Tutto è legato a un filo. La “banca più antica del mondo” (fu fondata nel 1472) naviga in bruttissime acque. È stata salvata dal fallimento dal ministero dell’Economia con capitali pubblici ed ora l’Unicredit intende acquistarla. Ma ha posto condizioni durissime: 5-6 mila esuberi e la scomparsa dello stesso marchio Mps perché verrebbe incorporato.

Sarebbe un disastro per Siena, per la sinistra che per decenni ha amministrato il Mps e per lo stesso Letta. Il segretario del Pd lo ha capito, ha ampliato il suo impegno ai diritti sociali prima trascurati. Ha deciso di giocarsi tutto in un collegio in altri tempi “rosso” ma ora a rischio. Ha ventilato le dimissioni in caso di sconfitta: «Se perdo ne trarrò le conseguenze». Ha difeso il marchio e la volontarietà degli esuberi: «Mps non è un marchio semplicemente di natura finanziaria, il legame con il territorio ed i lavoratori è parte integrante della forza» della banca. Delle novità sono spuntate: la banca pubblica Mediocredito centrale rileverebbe il marchio e una parte delle filiali soprattutto al Sud scartate dall’Unicredit.

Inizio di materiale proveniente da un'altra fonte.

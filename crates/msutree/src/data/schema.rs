//! Attribute type definitions.
//!
//! This module defines the schema types that describe dataset structure.

use std::collections::HashMap;
use std::fmt;

/// Logical attribute kinds.
///
/// Values are stored as `f64` regardless of kind. The kind indicates how to
/// interpret them during split search and categorical conversion.
#[derive(Clone, Debug, PartialEq, Eq)]
pub enum AttributeKind {
    /// Nominal attribute with an ordered set of category names.
    ///
    /// Values are category codes: `0.0, 1.0, ..., n_categories - 1.0`.
    Nominal { categories: Vec<String> },

    /// Continuous numeric attribute.
    Numeric,

    /// Date attribute, stored as a numeric timestamp and treated as numeric.
    Date,

    /// Free-text attribute. Representable, but no learner in this crate accepts it.
    String,
}

impl AttributeKind {
    /// Returns true for nominal attributes.
    #[inline]
    pub fn is_nominal(&self) -> bool {
        matches!(self, AttributeKind::Nominal { .. })
    }

    /// Returns true for attributes whose values are ordered numbers (numeric and date).
    #[inline]
    pub fn is_numeric(&self) -> bool {
        matches!(self, AttributeKind::Numeric | AttributeKind::Date)
    }

    /// Number of categories (0 for non-nominal kinds).
    #[inline]
    pub fn n_categories(&self) -> usize {
        match self {
            AttributeKind::Nominal { categories } => categories.len(),
            _ => 0,
        }
    }

    /// Category names (empty for non-nominal kinds).
    pub fn categories(&self) -> &[String] {
        match self {
            AttributeKind::Nominal { categories } => categories,
            _ => &[],
        }
    }
}

impl fmt::Display for AttributeKind {
    fn fmt(&self, f: &mut fmt::Formatter<'_>) -> fmt::Result {
        let name = match self {
            AttributeKind::Nominal { .. } => "nominal",
            AttributeKind::Numeric => "numeric",
            AttributeKind::Date => "date",
            AttributeKind::String => "string",
        };
        f.write_str(name)
    }
}

/// Metadata for a single attribute (predictor or target).
#[derive(Clone, Debug, PartialEq, Eq)]
pub struct AttributeMeta {
    /// Attribute name. Names are unique within a schema.
    pub name: String,

    /// Attribute kind.
    pub kind: AttributeKind,
}

impl AttributeMeta {
    /// Create metadata for a nominal attribute.
    pub fn nominal<I, S>(name: impl Into<String>, categories: I) -> Self
    where
        I: IntoIterator<Item = S>,
        S: Into<String>,
    {
        Self {
            name: name.into(),
            kind: AttributeKind::Nominal {
                categories: categories.into_iter().map(Into::into).collect(),
            },
        }
    }

    /// Create metadata for a numeric attribute.
    pub fn numeric(name: impl Into<String>) -> Self {
        Self {
            name: name.into(),
            kind: AttributeKind::Numeric,
        }
    }

    /// Create metadata for a date attribute.
    pub fn date(name: impl Into<String>) -> Self {
        Self {
            name: name.into(),
            kind: AttributeKind::Date,
        }
    }

    /// Create metadata for a string attribute.
    pub fn string(name: impl Into<String>) -> Self {
        Self {
            name: name.into(),
            kind: AttributeKind::String,
        }
    }

    #[inline]
    pub fn is_nominal(&self) -> bool {
        self.kind.is_nominal()
    }

    #[inline]
    pub fn is_numeric(&self) -> bool {
        self.kind.is_numeric()
    }
}

/// Schema describing the dataset structure.
///
/// Holds the predictor attributes (indexed by attribute id `0..n_attributes`)
/// and the target descriptor, plus a name → id lookup.
#[derive(Clone, Debug)]
pub struct DatasetSchema {
    attributes: Vec<AttributeMeta>,
    target: AttributeMeta,
    name_index: HashMap<String, usize>,
}

impl DatasetSchema {
    /// Create a schema from predictor metadata and a target descriptor.
    pub fn new(attributes: Vec<AttributeMeta>, target: AttributeMeta) -> Self {
        let name_index = attributes
            .iter()
            .enumerate()
            .map(|(i, meta)| (meta.name.clone(), i))
            .collect();
        Self {
            attributes,
            target,
            name_index,
        }
    }

    /// Number of predictor attributes.
    #[inline]
    pub fn n_attributes(&self) -> usize {
        self.attributes.len()
    }

    /// Metadata for a predictor by id.
    #[inline]
    pub fn attribute(&self, id: usize) -> &AttributeMeta {
        &self.attributes[id]
    }

    /// All predictor metadata, ordered by id.
    #[inline]
    pub fn attributes(&self) -> &[AttributeMeta] {
        &self.attributes
    }

    /// Target descriptor.
    #[inline]
    pub fn target(&self) -> &AttributeMeta {
        &self.target
    }

    /// Number of target classes (0 for a numeric target).
    #[inline]
    pub fn n_classes(&self) -> usize {
        self.target.kind.n_categories()
    }

    /// Predictor id by name.
    pub fn attribute_id(&self, name: &str) -> Option<usize> {
        self.name_index.get(name).copied()
    }
}
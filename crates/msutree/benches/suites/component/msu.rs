//! MSU oracle and categorical view benchmarks.
//!
//! Run with: `cargo bench --bench msu`

#[path = "../../common/mod.rs"]
mod common;

use common::criterion_config::default_criterion;

use msutree::data::{CategoricalView, InstanceSubset};
use msutree::testing::random_classification;
use msutree::training::{MultivariateSymmetricalUncertainty, UncertaintyOracle};

use criterion::{BenchmarkId, Criterion, Throughput, black_box, criterion_group, criterion_main};

fn bench_categorical_view(c: &mut Criterion) {
    let mut group = c.benchmark_group("component/msu/view");

    for n_rows in [1_000usize, 10_000] {
        let dataset = random_classification(n_rows, 4, 4, 3, 7, 0.1, 0.0);
        let subset = InstanceSubset::all(&dataset);

        group.throughput(Throughput::Elements(n_rows as u64));
        group.bench_with_input(BenchmarkId::new("from_subset", n_rows), &subset, |b, s| {
            b.iter(|| black_box(CategoricalView::from_subset(&dataset, black_box(s)).unwrap()))
        });
    }

    group.finish();
}

fn bench_oracle(c: &mut Criterion) {
    let mut group = c.benchmark_group("component/msu/score");
    let oracle = MultivariateSymmetricalUncertainty;

    let dataset = random_classification(10_000, 4, 4, 3, 7, 0.1, 0.0);
    let view = CategoricalView::from_subset(&dataset, &InstanceSubset::all(&dataset)).unwrap();

    for path_len in [1usize, 2, 4, 8] {
        let subset: Vec<usize> = (0..path_len).collect();
        group.bench_with_input(BenchmarkId::new("path", path_len), &subset, |b, s| {
            b.iter(|| {
                black_box(oracle.score(
                    view.data(),
                    view.cardinalities(),
                    black_box(s),
                    view.labels(),
                    view.n_labels(),
                ))
            })
        });
    }

    group.finish();
}

criterion_group! {
    name = benches;
    config = default_criterion();
    targets = bench_categorical_view, bench_oracle
}
criterion_main!(benches);
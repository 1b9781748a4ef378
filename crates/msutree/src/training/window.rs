//! Attribute window shared by every node of one tree.
//!
//! The window is a single ordered sequence of predictor ids owned by the tree
//! build. Each node opens a [`WindowCursor`] over the *whole* sequence and
//! draws candidates by swap-to-tail removal, which reorders the shared
//! sequence in place. Children, and later siblings, start from the order the
//! previous search left behind. The same seed therefore reproduces the same
//! tree only if exactly one window is threaded through the recursion.

use rand::Rng;

/// Predictor ids in draw order.
#[derive(Clone, Debug, PartialEq, Eq)]
pub struct AttributeWindow {
    ids: Vec<usize>,
}

impl AttributeWindow {
    /// Window over predictors `0..n_predictors`.
    pub fn new(n_predictors: usize) -> Self {
        Self {
            ids: (0..n_predictors).collect(),
        }
    }

    /// Current order of ids.
    #[inline]
    pub fn ids(&self) -> &[usize] {
        &self.ids
    }

    #[inline]
    pub fn len(&self) -> usize {
        self.ids.len()
    }

    #[inline]
    pub fn is_empty(&self) -> bool {
        self.ids.is_empty()
    }

    /// Start a node's search with every id live.
    pub fn cursor(&mut self) -> WindowCursor<'_> {
        let live = self.ids.len();
        WindowCursor {
            ids: &mut self.ids,
            live,
        }
    }
}

/// One node's pass over the window.
///
/// Drawn ids are moved behind the live region and are not drawn again by the
/// same cursor.
#[derive(Debug)]
pub struct WindowCursor<'a> {
    ids: &'a mut [usize],
    live: usize,
}

impl WindowCursor<'_> {
    /// Ids still available to this node.
    #[inline]
    pub fn live(&self) -> usize {
        self.live
    }

    /// Draw a live id uniformly at random, or `None` once all were drawn.
    ///
    /// Consumes exactly one random number per draw.
    pub fn draw<R: Rng + ?Sized>(&mut self, rng: &mut R) -> Option<usize> {
        if self.live == 0 {
            return None;
        }
        let slot = rng.gen_range(0..self.live);
        let id = self.ids[slot];
        self.live -= 1;
        self.ids.swap(slot, self.live);
        Some(id)
    }
}
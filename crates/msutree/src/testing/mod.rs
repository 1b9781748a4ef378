//! Deterministic synthetic datasets for unit and integration tests.

mod data;

pub use data::{correlated_nominal, random_classification, random_regression, xor_dataset};
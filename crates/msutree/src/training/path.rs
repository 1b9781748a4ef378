//! Categorical columns chosen along the path from the root.

/// Ordered categorical-view column indices, one per ancestor split.
///
/// Each node owns its copy. A node extends its parent's path with one free
/// slot, fills the slot with each candidate in turn and hands a clone of the
/// winner's path to its children.
#[derive(Clone, Debug, Default, PartialEq, Eq)]
pub struct SelectedPath {
    columns: Vec<usize>,
}

impl SelectedPath {
    /// Empty path (the root).
    pub fn root() -> Self {
        Self::default()
    }

    /// Copy of this path with one trailing slot for a candidate column.
    ///
    /// The slot starts at column 0 until [`fill_last`](Self::fill_last) sets it.
    pub fn with_free_slot(&self) -> Self {
        let mut columns = Vec::with_capacity(self.columns.len() + 1);
        columns.extend_from_slice(&self.columns);
        columns.push(0);
        Self { columns }
    }

    /// Overwrite the last column.
    ///
    /// # Panics
    ///
    /// Panics if the path is empty.
    #[inline]
    pub fn fill_last(&mut self, column: usize) {
        let last = self
            .columns
            .last_mut()
            .expect("fill_last on a path without a free slot");
        *last = column;
    }

    #[inline]
    pub fn columns(&self) -> &[usize] {
        &self.columns
    }

    #[inline]
    pub fn len(&self) -> usize {
        self.columns.len()
    }

    #[inline]
    pub fn is_empty(&self) -> bool {
        self.columns.is_empty()
    }
}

Letta per battere Tommaso Marrocchesi, certo non un big nazionale del centro-destra, deve rassicurare Siena, ferita nell’orgoglio e nei fondamentali interessi economici. Deve anche allargare al massimo le alleanze elettorali. Con questo obiettivo corre nelle suppletive per la Camera sotto la dicitura “Con Enrico Letta” ma senza il simbolo del Pd. Alle accuse del centro-destra di aver abbassato la bandiera del Pd perché se ne vergognava ha ribattuto: la scelta è per «privilegiare allargamento e spirito di coalizione». Ma quando si è posto questo problema per il centro-sinistra si sono sempre trovate altre soluzioni. Romano Prodi lanciò l’Ulivo. Le elezioni suppletive del 3 e 4 ottobre diranno se Letta ha torto o ragione.